Elle baissait les yeux; lui la regardait de son regard doux et ferme.

Mais ce n'était pas une créature faible. Elle était ignorante des puérilités et des petitesses. Elle releva le front, non sans une certaine fierté:

—Monsieur le marquis, dit-elle, je ne sais pas mentir, je ne mentirai pas. Vous m'aimez… béni soit Dieu, c'était mon vœu le plus cher et ma plus chère espérance… Je vous aime aussi.

—Vous!…

Jean saisit la main effilée de Fernande, et la couvrit de baisers:

—Oh! que ne puis-je vous peindre ce que je ressens, balbutia-t-il, au milieu du trouble profond où le jetait la réponse de la jeune fille. Vous m'aimez! vous m'aimez, Fernande! Jamais je n'aurais osé espérer un pareil bonheur!

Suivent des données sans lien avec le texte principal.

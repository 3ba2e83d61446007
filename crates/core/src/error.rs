//! Domain error model.

use thiserror::Error;

/// Result type used across the domain layer.
pub type DomainResult<T> = Result<T, DomainError>;

/// Domain-level error.
///
/// Keep this focused on deterministic, business/domain failures (validation,
/// lifecycle conflicts, ownership). Infrastructure concerns belong elsewhere.
#[derive(Debug, Error, Clone, PartialEq, Eq)]
pub enum DomainError {
    /// A value failed validation (e.g. malformed input).
    #[error("validation failed: {0}")]
    Validation(String),

    /// An identifier was invalid (e.g. parse failure).
    #[error("invalid identifier: {0}")]
    InvalidId(String),

    /// A requested resource was not found (or is not visible to the caller).
    #[error("not found")]
    NotFound,

    /// The operation conflicts with the current state (e.g. illegal transition).
    #[error("conflict: {0}")]
    Conflict(String),

    /// The caller does not own the resource and holds no override.
    #[error("forbidden")]
    Forbidden,
}

impl DomainError {
    pub fn validation(msg: impl Into<String>) -> Self {
        Self::Validation(msg.into())
    }

    pub fn invalid_id(msg: impl Into<String>) -> Self {
        Self::InvalidId(msg.into())
    }

    pub fn conflict(msg: impl Into<String>) -> Self {
        Self::Conflict(msg.into())
    }

    pub fn not_found() -> Self {
        Self::NotFound
    }
}
use std::sync::Arc;

use axum::{
    Json, Router,
    extract::{Extension, Path, rejection::JsonRejection},
    http::StatusCode,
    response::IntoResponse,
    routing::post,
};
use chrono::Utc;

use aurora_appointments::{Appointment, BookAppointment};
use aurora_core::{AppointmentId, DomainError, DomainResult};
use aurora_infra::store::UserStore;

use crate::app::{dto, errors, services::AppServices};
use crate::authz::{self, APPOINTMENTS_BOOK, APPOINTMENTS_MANAGE};
use crate::context::PrincipalContext;

pub fn router() -> Router {
    Router::new()
        .route("/", post(book_appointment).get(list_appointments))
        .route("/:id/cancel", post(cancel_appointment))
        .route("/:id/confirm", post(confirm_appointment))
        .route("/:id/complete", post(complete_appointment))
}

pub async fn book_appointment(
    Extension(services): Extension<Arc<AppServices>>,
    Extension(principal): Extension<PrincipalContext>,
    body: Result<Json<dto::BookAppointmentRequest>, JsonRejection>,
) -> axum::response::Response {
    if let Err(e) = authz::require(&principal, APPOINTMENTS_BOOK) {
        return errors::forbidden(e);
    }
    let Json(body) = match body {
        Ok(b) => b,
        Err(rejection) => return errors::json_rejection(rejection),
    };

    let user_id = principal.user_id();
    let cmd = BookAppointment {
        user_id,
        appointment_date: body.appointment_date,
        message: body.message,
    };

    match Appointment::book(AppointmentId::new(), cmd, Utc::now()) {
        Ok(appt) => {
            services.appointments.upsert(user_id, appt.id(), appt.clone());
            tracing::info!(appointment_id = %appt.id(), user_id = %user_id, "appointment booked");
            (StatusCode::CREATED, Json(appt)).into_response()
        }
        Err(e) => errors::domain_error_to_response(e),
    }
}

/// GET /appointments - own appointments; admins see everyone's.
pub async fn list_appointments(
    Extension(services): Extension<Arc<AppServices>>,
    Extension(principal): Extension<PrincipalContext>,
) -> axum::response::Response {
    let mut items: Vec<Appointment> = if authz::require(&principal, APPOINTMENTS_MANAGE).is_ok() {
        services.appointments.list_all().into_iter().map(|(_, a)| a).collect()
    } else {
        if let Err(e) = authz::require(&principal, APPOINTMENTS_BOOK) {
            return errors::forbidden(e);
        }
        services.appointments.list(principal.user_id())
    };
    items.sort_by(|a, b| a.appointment_date().cmp(&b.appointment_date()).then(a.id().cmp(&b.id())));

    (StatusCode::OK, Json(serde_json::json!({ "items": items }))).into_response()
}

pub async fn cancel_appointment(
    Extension(services): Extension<Arc<AppServices>>,
    Extension(principal): Extension<PrincipalContext>,
    Path(id): Path<String>,
) -> axum::response::Response {
    // Owners may cancel their own; managers may cancel any.
    let is_manager = authz::require(&principal, APPOINTMENTS_MANAGE).is_ok();
    if !is_manager {
        if let Err(e) = authz::require(&principal, APPOINTMENTS_BOOK) {
            return errors::forbidden(e);
        }
    }
    transition(&services, &principal, &id, is_manager, |appt| appt.cancel())
}

pub async fn confirm_appointment(
    Extension(services): Extension<Arc<AppServices>>,
    Extension(principal): Extension<PrincipalContext>,
    Path(id): Path<String>,
    body: Option<Json<dto::ConfirmAppointmentRequest>>,
) -> axum::response::Response {
    if let Err(e) = authz::require(&principal, APPOINTMENTS_MANAGE) {
        return errors::forbidden(e);
    }
    let dermatologist = body.and_then(|Json(b)| b.assigned_dermatologist);
    transition(&services, &principal, &id, true, move |appt| appt.confirm(dermatologist))
}

pub async fn complete_appointment(
    Extension(services): Extension<Arc<AppServices>>,
    Extension(principal): Extension<PrincipalContext>,
    Path(id): Path<String>,
) -> axum::response::Response {
    if let Err(e) = authz::require(&principal, APPOINTMENTS_MANAGE) {
        return errors::forbidden(e);
    }
    transition(&services, &principal, &id, true, |appt| appt.complete())
}

fn transition(
    services: &AppServices,
    principal: &PrincipalContext,
    raw_id: &str,
    any_owner: bool,
    apply: impl FnOnce(&mut Appointment) -> DomainResult<()>,
) -> axum::response::Response {
    let id: AppointmentId = match raw_id.parse() {
        Ok(v) => v,
        Err(_) => return errors::invalid_id("appointment"),
    };

    // Foreign appointments look missing to non-managers.
    let caller = principal.user_id();
    let mut apply = Some(apply);
    let updated = services.appointments.update(&id, &mut |owner, appt| {
        if !any_owner && owner != caller {
            return Err(DomainError::NotFound);
        }
        match apply.take() {
            Some(f) => f(appt),
            None => Err(DomainError::conflict("appointment update already applied")),
        }
    });

    let appt = match updated {
        Ok((_owner, appt)) => appt,
        Err(DomainError::NotFound) => return errors::not_found("appointment"),
        Err(e) => return errors::domain_error_to_response(e),
    };

    tracing::info!(appointment_id = %id, status = %appt.status(), "appointment updated");
    (StatusCode::OK, Json(appt)).into_response()
}
//! Service wiring: stores, classifier client, and the analysis workflow.

use std::sync::Arc;

use chrono::Utc;
use thiserror::Error;

use aurora_appointments::Appointment;
use aurora_catalog::{Product, ProductId};
use aurora_core::{AnalysisId, AppointmentId, ImageId, UserId};
use aurora_infra::{
    classifier::{Classifier, ClassifierError, ImagePayload},
    image_store::{ImageStore, ImageStoreError},
    records::{AnalysisRecord, ImageRecord, UserProfile},
    store::{InMemoryUserStore, ProductStore, UserStore},
};
use aurora_triage::{TriageError, classify};

#[derive(Debug, Error)]
pub enum AnalyzeError {
    #[error("image not found")]
    ImageNotFound,

    #[error(transparent)]
    Storage(#[from] ImageStoreError),

    #[error(transparent)]
    Classifier(#[from] ClassifierError),

    #[error(transparent)]
    Triage(#[from] TriageError),
}

/// Tunables that shape request handling.
#[derive(Debug, Clone, Copy)]
pub struct Limits {
    pub default_top_k: usize,
    pub max_upload_bytes: usize,
}

pub struct AppServices {
    pub products: Arc<dyn ProductStore>,
    pub images: InMemoryUserStore<ImageId, ImageRecord>,
    pub image_bytes: Arc<dyn ImageStore>,
    pub analyses: InMemoryUserStore<AnalysisId, AnalysisRecord>,
    pub appointments: InMemoryUserStore<AppointmentId, Appointment>,
    pub profiles: InMemoryUserStore<UserId, UserProfile>,
    pub classifier: Arc<dyn Classifier>,
    pub limits: Limits,
}

impl AppServices {
    pub fn new(
        products: Arc<dyn ProductStore>,
        image_bytes: Arc<dyn ImageStore>,
        classifier: Arc<dyn Classifier>,
        limits: Limits,
    ) -> Self {
        Self {
            products,
            images: InMemoryUserStore::new(),
            image_bytes,
            analyses: InMemoryUserStore::new(),
            appointments: InMemoryUserStore::new(),
            profiles: InMemoryUserStore::new(),
            classifier,
            limits,
        }
    }

    /// Classify a stored image, triage it against the current catalog and
    /// persist the analysis.
    ///
    /// Nothing is persisted unless every step succeeds.
    pub async fn analyze(
        &self,
        user_id: UserId,
        image_id: ImageId,
        top_k: usize,
    ) -> Result<(AnalysisRecord, Vec<Product>), AnalyzeError> {
        let image = self
            .images
            .get(user_id, &image_id)
            .ok_or(AnalyzeError::ImageNotFound)?;
        let bytes = self.image_bytes.load(image_id).await?;

        tracing::info!(user_id = %user_id, image_id = %image_id, top_k, "analysis requested");

        let result = self
            .classifier
            .predict(ImagePayload {
                filename: image.filename,
                bytes,
            })
            .await?;

        let catalog = self.products.snapshot();
        let outcome = classify(&result, &catalog, top_k)?;

        let record = AnalysisRecord::new(AnalysisId::new(), user_id, image_id, result, &outcome, Utc::now());
        self.analyses.upsert(user_id, record.id, record.clone());

        tracing::info!(
            analysis_id = %record.id,
            condition = record.condition.display_name(),
            confidence = record.confidence,
            category = %record.category,
            recommended = record.recommended_product_ids.len(),
            "triage decided"
        );

        Ok((record, outcome.recommendations))
    }

    /// Resolve stored product ids against the current catalog, skipping removed products.
    pub fn resolve_products(&self, ids: &[ProductId]) -> Vec<Product> {
        ids.iter().filter_map(|id| self.products.get(*id)).collect()
    }

    /// A user's analyses, newest first.
    pub fn analyses_for(&self, user_id: UserId) -> Vec<AnalysisRecord> {
        let mut items = self.analyses.list(user_id);
        items.sort_by(|a, b| b.created_at.cmp(&a.created_at).then(b.id.cmp(&a.id)));
        items
    }
}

Et pourtant, il me semblait que le jour où nous nous étions vus pour la première fois, nous avions échangé nos âmes dans un regard! il me semblait que nous nous étions donnés l'un à l'autre pour toujours. J'avais emporté votre image dans mon cœur et, depuis, je l'y ai toujours gardée. Il n'y a pas une seule de mes pensées qui ne fût pour vous… O Fernande, je vous aime! je vous aime!

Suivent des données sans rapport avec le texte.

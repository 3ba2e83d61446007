//! API-side authorization guard.
//!
//! Handlers call [`require`] before touching a store, keeping domain crates
//! and infra auth-agnostic.

use aurora_auth::{AuthzError, Permission, Principal, Role, authorize};

use crate::context::PrincipalContext;

pub const PRODUCTS_WRITE: &str = "products.write";
pub const TRIAGE_RUN: &str = "triage.run";
pub const IMAGES_WRITE: &str = "images.write";
pub const IMAGES_READ: &str = "images.read";
pub const ANALYSES_READ: &str = "analyses.read";
pub const PROFILE_WRITE: &str = "profile.write";
pub const APPOINTMENTS_BOOK: &str = "appointments.book";
pub const APPOINTMENTS_MANAGE: &str = "appointments.manage";
pub const USERS_READ: &str = "users.read";

/// What a plain `user` may do: everything on their own data.
const USER_PERMISSIONS: &[&str] = &[
    TRIAGE_RUN,
    IMAGES_WRITE,
    IMAGES_READ,
    ANALYSES_READ,
    PROFILE_WRITE,
    APPOINTMENTS_BOOK,
];

/// Check that the request principal holds `required`.
pub fn require(principal: &PrincipalContext, required: &'static str) -> Result<(), AuthzError> {
    let principal = Principal {
        user_id: principal.user_id(),
        roles: principal.roles().to_vec(),
        permissions: permissions_from_roles(principal.roles()),
    };

    authorize(&principal, &Permission::new(required))
}

/// Static role → permission policy.
///
/// `admin` grants the wildcard; `user` grants [`USER_PERMISSIONS`]; unknown
/// roles grant nothing.
pub fn permissions_from_roles(roles: &[Role]) -> Vec<Permission> {
    if roles.iter().any(Role::is_admin) {
        return vec![Permission::WILDCARD];
    }

    if roles.iter().any(|r| *r == Role::USER) {
        return USER_PERMISSIONS.iter().map(|p| Permission::new(*p)).collect();
    }

    Vec::new()
}

#[cfg(test)]
mod tests {
    use super::*;
    use aurora_core::UserId;

    fn ctx(roles: Vec<Role>) -> PrincipalContext {
        PrincipalContext::new(UserId::new(), roles)
    }

    #[test]
    fn users_manage_their_own_data_only() {
        let user = ctx(vec![Role::USER]);
        assert!(require(&user, IMAGES_WRITE).is_ok());
        assert!(require(&user, APPOINTMENTS_BOOK).is_ok());
        assert!(require(&user, PRODUCTS_WRITE).is_err());
        assert!(require(&user, APPOINTMENTS_MANAGE).is_err());
    }

    #[test]
    fn admin_holds_everything() {
        let admin = ctx(vec![Role::ADMIN]);
        for perm in [PRODUCTS_WRITE, USERS_READ, APPOINTMENTS_MANAGE, IMAGES_WRITE] {
            assert!(require(&admin, perm).is_ok(), "{perm}");
        }
    }

    #[test]
    fn unknown_roles_grant_nothing() {
        let viewer = ctx(vec![Role::new("viewer")]);
        assert!(require(&viewer, TRIAGE_RUN).is_err());
    }
}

Cette douce et pure musique de l'amour impressionnait la jeune fille.

—Jean, dit-elle, depuis que vous êtes entré ici pour votre salut, j'ai deviné que je vous aimerais, et que mon cœur serait à jamais à vous! Je me suis reproché souvent de penser à un inconnu, mais Dieu n'a pas voulu que nous fussions maîtres de notre destinée. Tout à l'heure, quand on m'a annoncé votre présence, j'ai cru que j'allais défaillir: il y avait si longtemps que je vous espérais! Il y avait si longtemps que je vous attendais!